Segment Start: RECORDS TO USE
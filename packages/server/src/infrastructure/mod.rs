//! Infrastructure 層
//!
//! ドメイン層が定義する trait の具体的な実装と、外部とのデータ表現（DTO）。

pub mod dto;
pub mod log_sink;
pub mod message_pusher;
pub mod repository;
Segment End: RECORDS TO USE
→ **YOUR GOAL**:
Line by line, please copy the records above exactly.

→ **ANSWER SECTION**:
filename packages/server/src/infrastructure/mod.rs
//! Infrastructure 層
//!
//! ドメイン層が定義する trait の具体的な実装と、外部とのデータ表現（DTO）。

pub mod dto;
pub mod log_sink;
pub mod message_pusher;
pub mod repository;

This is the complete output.